Counter

In this article

VF counter

In Biotronik the VF counter is a probabilistic counter (fast X/Y intervals) with various programming options depending on the age of the device (for the Iperia 6/8, 8/12, 10/14, 12/16, 16/20, 18/24, 20/26, 22/30, 24/30, 30/40 ICD platforms). Ventricular fibrillation is, by definition, a rapid, disorganized, chaotic arrhythmia, with low and/or variable amplitude ventricular signals. All of these characteristics favor the risk of undersensing with sometimes amplitude signals below the sensing threshold (nominal value of 0.8 mV) and often a high beat-to-beat variability in amplitude which may detract the sensing circuit given the use by the ICD of a sensitivity level which adapts according to the amplitude of the preceding signal. The different counter values were chosen so as to obtain an optimal balance between the accurate sensing of ventricular fibrillation (necessary tolerance of a certain number of long pseudo-intervals generated by undersensing) and the need not to fill the counters in the presence of T wave, P wave or R wave oversensing (frequently associated with a 50% short interval ratio).

VT counter

The specifics of the VT counter must be perfectly integrated in order to allow optimal programming. Indeed, for BiotronikTM devices, the counting method differs completely between the VT zone (up and down counter) and the VF zone (probabilistic counter), which is not the case for the ICDs of other manufacturers (with the exception of MedtronicTM ICDs).
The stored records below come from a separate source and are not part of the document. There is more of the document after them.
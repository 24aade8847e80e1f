// File: crates/chart-core/src/scale.rs
// Summary: Categorical band (X) and continuous value (Y) scales.

use crate::grid::{nice, ticks};
use crate::types::{BAND_PADDING, VALUE_DOMAIN_PADDING};

/// Categorical scale: every label gets a slot of uniform width across `[0, width]`.
#[derive(Clone, Debug, PartialEq)]
pub struct BandScale {
    labels: Vec<String>,
    start: f64,
    step: f64,
    bandwidth: f64,
}

impl BandScale {
    /// `padding` is applied both between bands and at the two outer edges,
    /// as a fraction of the step; the band block is centred in the range.
    pub fn new(labels: Vec<String>, width: f64, padding: f64) -> Self {
        let n = labels.len() as f64;
        let padding = padding.clamp(0.0, 1.0);
        let width = width.max(0.0);
        let step = width / (n - padding + 2.0 * padding).max(1.0);
        let start = (width - step * (n - padding)) * 0.5;
        let bandwidth = step * (1.0 - padding);
        Self { labels, start, step, bandwidth }
    }

    /// Band scale with the chart's default 0.1 padding.
    pub fn with_default_padding(labels: Vec<String>, width: f64) -> Self {
        Self::new(labels, width, BAND_PADDING)
    }

    pub fn labels(&self) -> &[String] { &self.labels }
    pub fn bandwidth(&self) -> f64 { self.bandwidth }
    pub fn step(&self) -> f64 { self.step }

    /// Left edge of the band for `label`, `None` for labels outside the domain.
    pub fn position(&self, label: &str) -> Option<f64> {
        self.labels
            .iter()
            .position(|l| l == label)
            .map(|i| self.start + self.step * i as f64)
    }

    /// Centre of the band for `label`.
    pub fn center(&self, label: &str) -> Option<f64> {
        self.position(label).map(|x| x + self.bandwidth / 2.0)
    }
}

/// Vertical value scale mapping a data range to [top, bottom] pixels (larger value -> smaller y).
#[derive(Clone, Copy, Debug, PartialEq)]
pub struct ValueScale {
    pub top_px: f64,
    pub bottom_px: f64,
    pub vmin: f64,
    pub vmax: f64,
}

impl ValueScale {
    pub fn new_linear(top_px: f64, bottom_px: f64, vmin: f64, vmax: f64) -> Self {
        let mut s = Self { top_px, bottom_px, vmin, vmax };
        if (s.vmax - s.vmin).abs() < 1e-12 { s.vmax = s.vmin + 1.0; }
        s
    }

    /// Scale over transformed values: observed extent padded by 0.3 on each side,
    /// then niced to round tick boundaries. `None` when no finite value exists.
    pub fn for_values<I>(values: I, inner_height: f64) -> Option<Self>
    where
        I: IntoIterator<Item = f64>,
    {
        let (lo, hi) = values
            .into_iter()
            .filter(|v| v.is_finite())
            .fold(None, |acc: Option<(f64, f64)>, v| match acc {
                None => Some((v, v)),
                Some((lo, hi)) => Some((lo.min(v), hi.max(v))),
            })?;
        let (vmin, vmax) = nice(lo - VALUE_DOMAIN_PADDING, hi + VALUE_DOMAIN_PADDING, 10);
        Some(Self::new_linear(0.0, inner_height.max(0.0), vmin, vmax))
    }

    #[inline]
    pub fn to_px(&self, v: f64) -> f64 {
        let span = self.vmax - self.vmin;
        self.bottom_px - (v - self.vmin) / span * (self.bottom_px - self.top_px)
    }

    #[inline]
    pub fn from_px(&self, py: f64) -> f64 {
        let height = self.bottom_px - self.top_px;
        if height.abs() < 1e-12 { return self.vmin; }
        self.vmin + (self.bottom_px - py) / height * (self.vmax - self.vmin)
    }

    /// Round tick values inside the domain, about `count` of them.
    pub fn ticks(&self, count: usize) -> Vec<f64> {
        ticks(self.vmin, self.vmax, count)
    }
}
The various ventricular events are classified according to the RR intervals in the paced ventricle (PV), sinus zone (VS), VT1, VT2 or VF. The low frequency of each zone is programmable, the different zones being continuous. It is therefore possible to program a single sensing zone (VF), 2 zones (VF + VT1) or 3 zones (VF + VT2 + VT1). An interval sensed in the VF zone increments the VT2 and VT1 counter (+1) as well as an interval in the VT2 zone for the VT1 zone. Indeed, the sensing of an interval in a tachycardia zone increments the counter of the slower tachycardia zones by 1. Conversely, an interval in the sinus zone decrements the VT1 and VT2 counter(s) (-1) as well as an interval in the VT1 zone for the VT2 zone. It is therefore an “up and down” counter. For the Hyperia platform, the VT1 counter is programmable between 10 and 100 intervals, the VT2 counter between 10 and 80 intervals. A counter reaching the required number of intervals necessitates diagnosis and associated therapies.
The “up and down” counter accurately detects monomorphic and regular ventricular tachycardias between 150 and 200 beats/minute with consecutive intervals sensed in the same tachycardia zone. This counter can also function efficiently for faster tachycardias (between 200 and 230 beats/minute), which are more likely to be polymorphic and therefore at increased risk of undersensing. Indeed, an interval classified as VS in conjunction with an undersensing does not reset the VT counter to 0 (difference with MedtronicTM ICDs) but decrements the latter only by 1; an intermittent undersensing thus delays but does not prevent the detection.
In clinical practice, different questions arise when choosing the number of zones to program and whether or not to program one or two VT zones (in addition to the VF zone):

1. which arrhythmia counter does one wish to use?

This issue is important for BiotronikTM devices. Indeed, the operation of the VT counter and the VF counter differs completely, which is not the case for the Boston ScientificTM, AbbottTM or LivanovaTM devices (this issue therefore does not intervene in the choice of the number of zones to be programmed on these devices). For a BiotronikTM ICD, in contrast, setting the limit of the VT or VF zone also sets the type of counter used (“up and down” counter or probabilistic counter) which can have an influence on the ability to effectively detect polymorphic ventricular arrhythmia.

2. in which zone is it possible to discriminate the origin of the arrhythmias?

The latest guidelines recommend discriminating the origin of the arrhythmias (VT versus SVT) up to very high rates (230 beats/minute). This issue is therefore central to the choice of the number of zones and zone limits for BiotronikTM devices. Indeed, it is not possible for these devices to discriminate in the VF zone. Programming a relatively low VF zone (in the order of 200 beats/minute) would therefore considerably limit the possibility of discriminating the origin of the arrhythmias.

3. should different therapies be programmed according to the frequency of the tachycardias?

Traditionally, it was customary to program several antitachycardia pacing sequences (between 3 and 6) for tachycardias between 150 and 200 beats/minute before eventually delivering one to several shocks and to deliver electric shocks without delay as first line treatment for faster tachycardias. Today, antitachycardia pacing is considered the first-line therapy for tachycardias up to rates of 230-250 beats/minute. It could thus be useful to program a second VT zone (VT2) between 200 and 230 beats/minute to allow initially treating these tachycardias by one or more antitachycardia pacing sequences.